Background. The diagnosis and prognosis of lung infections due to the emerging nontuberculous mycobacterium (NTM) Mycobacterium abscessus are difficult to establish in children with cystic fibrosis. Methods. We evaluated the usefulness of an enzyme-linked immunosorbent assay for detecting serum IgG antibodies against the ubiquitous mycobacterial antigen A60. Results. A total of 186 patients with cystic fibrosis (mean age ± SD, 12.0 ± 5.0 years) were studied, including 15 M. abscessus—positive patients who fulfilled American Thoracic Society (ATS) criteria for NTM infection (M. abscessus—infected patients), 7 M. abscessus—positive patients who did not fulfill ATS criteria, 20 patients positive for various other NTM who did not fulfill ATS criteria, and 144 NTM-negative control patients; mean IgG titers (±SD) for these 4 groups were 718 ± 342 U, 193 ± 113 U, 129 ± 49 U, and 121 ± 53 U, respectively (M. abscessus—infected patients vs. each of the other groups, P < .005).
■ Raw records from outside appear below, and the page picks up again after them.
//! 命令行参数

use std::path::PathBuf;

use clap::Parser;

use crate::config::{Config, StoreCredentials};
use crate::error::{FatalError, FatalResult};
use crate::models::IssueTarget;

/// 把一批已发布论文重新编号到新的卷/期
#[derive(Parser, Debug, Clone)]
#[command(author, version, about, long_about = None)]
pub struct Cli {
    /// 待处理论文所在目录
    pub directory: PathBuf,

    /// 目标卷号 [20, 100)
    #[arg(long)]
    pub volume: u32,

    /// 目标期号 [0, 10)
    #[arg(long)]
    pub issue: u32,

    /// 续编：上一次运行最后一篇论文的序号（0 表示全新开始）
    #[arg(long)]
    pub resume: Option<u32>,

    /// 拼接前从论文开头删除的页数 [0, 4]
    #[arg(long = "title-pages", default_value_t = 1)]
    pub title_pages: u32,

    /// 数据库名
    #[arg(long, env = "RENUMBER_DB_SCHEMA")]
    pub schema: String,

    /// 数据库用户
    #[arg(long, env = "RENUMBER_DB_USER")]
    pub user: String,

    /// 数据库密码
    #[arg(long, env = "RENUMBER_DB_PASSWORD", hide_env_values = true)]
    pub password: String,

    /// TOML 配置文件
    #[arg(long, short = 'c')]
    pub config: Option<PathBuf>,

    /// 显示详细日志
    #[arg(long, short)]
    pub verbose: bool,
}

impl Cli {
    /// 校验后的批处理参数
    pub fn batch_params(&self) -> FatalResult<BatchParams> {
        let params = BatchParams {
            directory: self.directory.clone(),
            target: IssueTarget::new(self.volume, self.issue),
            resume_from: self.resume,
            title_pages_to_remove: self.title_pages,
        };
        params.validate()?;
        Ok(params)
    }

    pub fn credentials(&self, config: &Config) -> StoreCredentials {
        StoreCredentials {
            host: config.db_host.clone(),
            port: config.db_port,
            schema: self.schema.clone(),
            username: self.user.clone(),
            password: self.password.clone(),
        }
    }
}

/// 一次批处理的参数
#[derive(Debug, Clone, PartialEq, Eq)]
pub struct BatchParams {
    pub directory: PathBuf,
    pub target: IssueTarget,
    /// `None` 或 `Some(0)` 表示全新开始
    pub resume_from: Option<u32>,
    pub title_pages_to_remove: u32,
}

impl BatchParams {
    pub fn validate(&self) -> FatalResult<()> {
        if !(20..100).contains(&self.target.volume) {
            return Err(FatalError::InvalidParameter {
                name: "volume",
                reason: format!("{} 不在 [20, 100) 范围内", self.target.volume),
            });
        }
        if self.target.issue >= 10 {
            return Err(FatalError::InvalidParameter {
                name: "issue",
                reason: format!("{} 不在 [0, 10) 范围内", self.target.issue),
            });
        }
        if self.title_pages_to_remove > 4 {
            return Err(FatalError::InvalidParameter {
                name: "title-pages",
                reason: format!("{} 不在 [0, 4] 范围内", self.title_pages_to_remove),
            });
        }
        Ok(())
    }

    /// 续编时上一篇论文的序号
    pub fn resume_point(&self) -> Option<u32> {
        self.resume_from.filter(|&n| n > 0)
    }
}

#[cfg(test)]
mod tests {
    use super::*;

    fn parse(args: &[&str]) -> Cli {
        let mut argv = vec![
            "renumber_issue",
            "--schema",
            "pubs",
            "--user",
            "editor",
            "--password",
            "secret",
        ];
        argv.extend_from_slice(args);
        Cli::try_parse_from(argv).unwrap()
    }

    #[test]
    fn test_defaults() {
        let cli = parse(&["/tmp/papers", "--volume", "45", "--issue", "1"]);
        let params = cli.batch_params().unwrap();
        assert_eq!(params.target, IssueTarget::new(45, 1));
        assert_eq!(params.title_pages_to_remove, 1);
        assert_eq!(params.resume_point(), None);
    }

    #[test]
    fn test_resume_zero_is_fresh_start() {
        let cli = parse(&["/tmp/papers", "--volume", "45", "--issue", "2", "--resume", "0"]);
        assert_eq!(cli.batch_params().unwrap().resume_point(), None);

        let cli = parse(&["/tmp/papers", "--volume", "45", "--issue", "2", "--resume", "26"]);
        assert_eq!(cli.batch_params().unwrap().resume_point(), Some(26));
    }

    #[test]
    fn test_out_of_range_parameters() {
        for (args, name) in [
            (vec!["/tmp/p", "--volume", "19", "--issue", "1"], "volume"),
            (vec!["/tmp/p", "--volume", "100", "--issue", "1"], "volume"),
            (vec!["/tmp/p", "--volume", "45", "--issue", "10"], "issue"),
            (vec!["/tmp/p", "--volume", "45", "--issue", "1", "--title-pages", "5"], "title-pages"),
        ] {
            let err = parse(&args).batch_params().unwrap_err();
            assert!(
                matches!(err, FatalError::InvalidParameter { name: n, .. } if n == name),
                "{:?}",
                args
            );
        }
    }

    #[test]
    fn test_credentials_take_host_from_config() {
        let cli = parse(&["/tmp/papers", "--volume", "45", "--issue", "1"]);
        let config = Config {
            db_host: "db.internal".to_string(),
            db_port: 3307,
            ..Config::default()
        };
        let credentials = cli.credentials(&config);
        assert_eq!(credentials.host, "db.internal");
        assert_eq!(credentials.port, 3307);
        assert_eq!(credentials.schema, "pubs");
        assert_eq!(credentials.username, "editor");
    }
}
The A60 IgG test was both sensitive (∼87%) and specific (∼95%) if adapted cutoff values were used (150 U and 250 U for patients aged ⩽10 years and patients aged >10 years, respectively) and correlated well with results of acid-fast bacilli smears. Conclusion. Measurement of anti-A60 IgG may be useful for both the diagnosis and assessment of activity of M. abscessus lung infection in persons with cystic fibrosis.